> _What is needed_
Please repeat the listing exactly, starting at its first line and stopping after the line that contains "use std::fmt;".

> _Source material_
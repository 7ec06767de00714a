use crate::jvm::{BinaryName, ClassAccessFlags, ClassKind, FieldAccessFlags, MethodAccessFlags};
use crate::model::CandidateClass;
use crate::runtime::{ClassShape, ClassTable, FieldKey, MethodKey};
use std::collections::HashMap;
use std::fmt;

/// Which set of compatibility rules applies
#[derive(Copy, Clone, PartialEq, Eq, Debug)]
pub enum RedefinitionMode {
    /// Only method bodies (and constant pools, bootstrap tables, annotations) may change
    Standard,

    /// Fields and methods may also be added, removed, or reordered
    Extended,
}

/// Compatibility rule a redefinition broke
#[derive(Clone, PartialEq, Eq, Debug)]
pub enum ViolatedRule {
    /// The candidate's name isn't the name of the class it should replace
    NamesDontMatch { expected: BinaryName, found: BinaryName },
    SuperclassChanged,
    InterfacesChanged,
    ClassModifiersChanged {
        old: ClassAccessFlags,
        new: ClassAccessFlags,
    },
    ClassKindChanged { old: ClassKind, new: ClassKind },
    FinalizerAdded,
    FinalizerRemoved,
    FieldAdded(FieldKey),
    FieldRemoved(FieldKey),

    /// Field modifiers or field order changed
    FieldChanged(FieldKey),

    /// A field that exists before and after has a different type
    FieldTypeChanged(FieldKey),
    MethodAdded(MethodKey),
    MethodDeleted(MethodKey),
    MethodModifiersChanged(MethodKey),

    /// The class belongs to the platform
    ReservedClass,

    /// Hidden classes can't be named, so they can't be redefined
    HiddenClass,

    /// The collector refused the grown instance layout
    LayoutRequiresRelocation { old_slots: u32, new_slots: u32 },
}

impl fmt::Display for ViolatedRule {
    fn fmt(&self, f: &mut fmt::Formatter<'_>) -> fmt::Result {
        match self {
            ViolatedRule::NamesDontMatch { expected, found } => {
                write!(f, "class name {} doesn't match {}", found, expected)
            }
            ViolatedRule::SuperclassChanged => f.write_str("superclass changed"),
            ViolatedRule::InterfacesChanged => f.write_str("implemented interfaces changed"),
            ViolatedRule::ClassModifiersChanged { old, new } => {
                write!(f, "class modifiers changed from {:?} to {:?}", old, new)
            }
            ViolatedRule::ClassKindChanged { old, new } => {
                write!(f, "class kind changed from {:?} to {:?}", old, new)
            }
            ViolatedRule::FinalizerAdded => f.write_str("finalizer added"),
            ViolatedRule::FinalizerRemoved => f.write_str("finalizer removed"),
            ViolatedRule::FieldAdded(key) => write!(f, "field {} added", key),
            ViolatedRule::FieldRemoved(key) => write!(f, "field {} removed", key),
            ViolatedRule::FieldChanged(key) => write!(f, "field {} changed", key),
            ViolatedRule::FieldTypeChanged(key) => write!(f, "type of field {} changed", key),
            ViolatedRule::MethodAdded(key) => write!(f, "method {} added", key),
            ViolatedRule::MethodDeleted(key) => write!(f, "method {} deleted", key),
            ViolatedRule::MethodModifiersChanged(key) => {
                write!(f, "modifiers of method {} changed", key)
            }
            ViolatedRule::ReservedClass => f.write_str("class is reserved by the platform"),
            ViolatedRule::HiddenClass => f.write_str("class is hidden"),
            ViolatedRule::LayoutRequiresRelocation {
                old_slots,
                new_slots,
            } => write!(
                f,
                "growing instances from {} to {} slots requires relocating objects",
                old_slots, new_slots
            ),
        }
    }
}

/// Outcome of comparing a loaded class with its candidate replacement
#[derive(Clone, Debug)]
pub struct CompatibilityReport {
    pub class: BinaryName,
    pub compatible: bool,
    pub violated_rule: Option<ViolatedRule>,
    pub added_fields: Vec<FieldKey>,
    pub removed_fields: Vec<FieldKey>,
    pub added_methods: Vec<MethodKey>,
    pub removed_methods: Vec<MethodKey>,

    /// Methods present in both versions whose modifiers differ
    pub modified_methods: Vec<MethodKey>,

    /// Did accepting the candidate need the extended rules?
    pub extensions_used: bool,
}

impl CompatibilityReport {
    fn new(class: BinaryName) -> CompatibilityReport {
        CompatibilityReport {
            class,
            compatible: true,
            violated_rule: None,
            added_fields: vec![],
            removed_fields: vec![],
            added_methods: vec![],
            removed_methods: vec![],
            modified_methods: vec![],
            extensions_used: false,
        }
    }

    pub(crate) fn violate(mut self, rule: ViolatedRule) -> CompatibilityReport {
        log::debug!("{} is incompatible: {}", self.class, rule);
        self.compatible = false;
        self.violated_rule = Some(rule);
        self
    }

    /// Number of instance fields the candidate adds
    pub fn added_instance_fields(&self, candidate: &CandidateClass) -> usize {
        candidate
            .fields
            .iter()
            .filter(|f| !f.access_flags.is_static())
            .filter(|f| {
                self.added_fields
                    .iter()
                    .any(|k| k.name == f.name && k.descriptor == f.descriptor)
            })
            .count()
    }
}

/// Compares loaded classes against candidates
///
/// The comparison is pure: it reads the class table (for the names of supertypes) and never
/// changes anything.
pub struct ClassShapeDiffer<'a> {
    classes: &'a ClassTable,
    mode: RedefinitionMode,
}

/// Field modifiers that may not change in standard mode
const FIELD_ACCESS_MASK: FieldAccessFlags = FieldAccessFlags::from_bits_truncate(
    FieldAccessFlags::PUBLIC.bits()
        | FieldAccessFlags::PRIVATE.bits()
        | FieldAccessFlags::PROTECTED.bits()
        | FieldAccessFlags::STATIC.bits()
        | FieldAccessFlags::FINAL.bits()
        | FieldAccessFlags::VOLATILE.bits()
        | FieldAccessFlags::TRANSIENT.bits()
        | FieldAccessFlags::ENUM.bits(),
);

/// Method modifiers that may not change in standard mode
const METHOD_ACCESS_MASK: MethodAccessFlags = MethodAccessFlags::from_bits_truncate(
    MethodAccessFlags::PUBLIC.bits()
        | MethodAccessFlags::PRIVATE.bits()
        | MethodAccessFlags::PROTECTED.bits()
        | MethodAccessFlags::STATIC.bits()
        | MethodAccessFlags::FINAL.bits()
        | MethodAccessFlags::SYNCHRONIZED.bits()
        | MethodAccessFlags::NATIVE.bits()
        | MethodAccessFlags::ABSTRACT.bits(),
);

impl<'a> ClassShapeDiffer<'a> {
    pub fn new(classes: &'a ClassTable, mode: RedefinitionMode) -> ClassShapeDiffer<'a> {
        ClassShapeDiffer { classes, mode }
    }

    pub fn compare(&self, old: &ClassShape, candidate: &CandidateClass) -> CompatibilityReport {
        let report = CompatibilityReport::new(old.name.clone());
        let extended = self.mode == RedefinitionMode::Extended;

        if candidate.name != old.name {
            return report.violate(ViolatedRule::NamesDontMatch {
                expected: old.name.clone(),
                found: candidate.name.clone(),
            });
        }

        // Hierarchy
        let old_superclass = old.superclass.map(|id| self.classes.entry(id).name.clone());
        if old_superclass != candidate.superclass {
            return report.violate(ViolatedRule::SuperclassChanged);
        }
        let old_interfaces: Vec<BinaryName> = old
            .interfaces
            .iter()
            .map(|id| self.classes.entry(*id).name.clone())
            .collect();
        if old_interfaces != candidate.interfaces {
            return report.violate(ViolatedRule::InterfacesChanged);
        }

        // Kind and modifiers
        let (old_kind, new_kind) = (old.kind(), candidate.access_flags.kind());
        if old_kind != new_kind {
            return report.violate(ViolatedRule::ClassKindChanged {
                old: old_kind,
                new: new_kind,
            });
        }
        let mask = ClassAccessFlags::COMPATIBILITY_MASK;
        if old.access_flags & mask != candidate.access_flags & mask {
            return report.violate(ViolatedRule::ClassModifiersChanged {
                old: old.access_flags,
                new: candidate.access_flags,
            });
        }

        // Finalizers change how instances are allocated and collected
        match (old.has_finalizer(), candidate.has_finalizer()) {
            (false, true) => return report.violate(ViolatedRule::FinalizerAdded),
            (true, false) => return report.violate(ViolatedRule::FinalizerRemoved),
            _ => (),
        }

        let report = match self.compare_fields(report, old, candidate, extended) {
            Ok(report) => report,
            Err(report) => return report,
        };
        self.compare_methods(report, old, candidate, extended)
    }

    fn compare_fields(
        &self,
        mut report: CompatibilityReport,
        old: &ClassShape,
        candidate: &CandidateClass,
        extended: bool,
    ) -> Result<CompatibilityReport, CompatibilityReport> {
        let new_by_name: HashMap<_, _> = candidate.fields.iter().map(|f| (&f.name, f)).collect();

        for old_field in &old.fields {
            match new_by_name.get(&old_field.name) {
                None => report.removed_fields.push(old_field.key()),
                Some(new_field) => {
                    if new_field.descriptor != old_field.descriptor {
                        return Err(report.violate(ViolatedRule::FieldTypeChanged(old_field.key())));
                    }
                    if new_field.access_flags.is_static() != old_field.is_static() {
                        return Err(report.violate(ViolatedRule::FieldChanged(old_field.key())));
                    }
                    if new_field.access_flags & FIELD_ACCESS_MASK
                        != old_field.access_flags & FIELD_ACCESS_MASK
                    {
                        if !extended {
                            return Err(report.violate(ViolatedRule::FieldChanged(old_field.key())));
                        }
                        report.extensions_used = true;
                    }
                }
            }
        }
        for new_field in &candidate.fields {
            if old.field_named(&new_field.name).is_none() {
                report
                    .added_fields
                    .push(FieldKey::new(new_field.name.clone(), new_field.descriptor.clone()));
            }
        }

        // Order of the static and of the instance fields
        let mut reordered = None;
        for is_static in [false, true] {
            let old_order = old
                .fields
                .iter()
                .filter(|f| f.is_static() == is_static)
                .map(|f| &f.name);
            let new_order = candidate
                .fields
                .iter()
                .filter(|f| f.access_flags.is_static() == is_static)
                .map(|f| &f.name);
            if let Some((old_name, _)) = old_order.zip(new_order).find(|(a, b)| a != b) {
                reordered = old.field_named(old_name).map(|f| f.key());
                break;
            }
        }

        if extended {
            if !report.added_fields.is_empty()
                || !report.removed_fields.is_empty()
                || reordered.is_some()
            {
                report.extensions_used = true;
            }
        } else if let Some(key) = report.added_fields.first().cloned() {
            return Err(report.violate(ViolatedRule::FieldAdded(key)));
        } else if let Some(key) = report.removed_fields.first().cloned() {
            return Err(report.violate(ViolatedRule::FieldRemoved(key)));
        } else if let Some(key) = reordered {
            return Err(report.violate(ViolatedRule::FieldChanged(key)));
        }
        Ok(report)
    }

    fn compare_methods(
        &self,
        mut report: CompatibilityReport,
        old: &ClassShape,
        candidate: &CandidateClass,
        extended: bool,
    ) -> CompatibilityReport {
        for old_method in &old.methods {
            let key = old_method.key();
            match candidate.method(&key.name, &key.descriptor) {
                None => report.removed_methods.push(key),
                Some(new_method) => {
                    if new_method.access_flags & METHOD_ACCESS_MASK
                        != old_method.access_flags & METHOD_ACCESS_MASK
                    {
                        report.modified_methods.push(key);
                    }
                }
            }
        }
        for new_method in &candidate.methods {
            let key = MethodKey::new(new_method.name.clone(), new_method.descriptor.clone());
            if old.method(&key).is_none() {
                report.added_methods.push(key);
            }
        }

        if extended {
            if !report.added_methods.is_empty()
                || !report.removed_methods.is_empty()
                || !report.modified_methods.is_empty()
            {
                report.extensions_used = true;
            }
        } else if let Some(key) = report.added_methods.first().cloned() {
            return report.violate(ViolatedRule::MethodAdded(key));
        } else if let Some(key) = report.removed_methods.first().cloned() {
            return report.violate(ViolatedRule::MethodDeleted(key));
        } else if let Some(key) = report.modified_methods.first().cloned() {
            return report.violate(ViolatedRule::MethodModifiersChanged(key));
        }
        report
    }
}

> _Response box_
repository 7ec06767de00714a
use crate::jvm::{BinaryName, ClassAccessFlags, ClassKind, FieldAccessFlags, MethodAccessFlags};
use crate::model::CandidateClass;
use crate::runtime::{ClassShape, ClassTable, FieldKey, MethodKey};
use std::collections::HashMap;
use std::fmt;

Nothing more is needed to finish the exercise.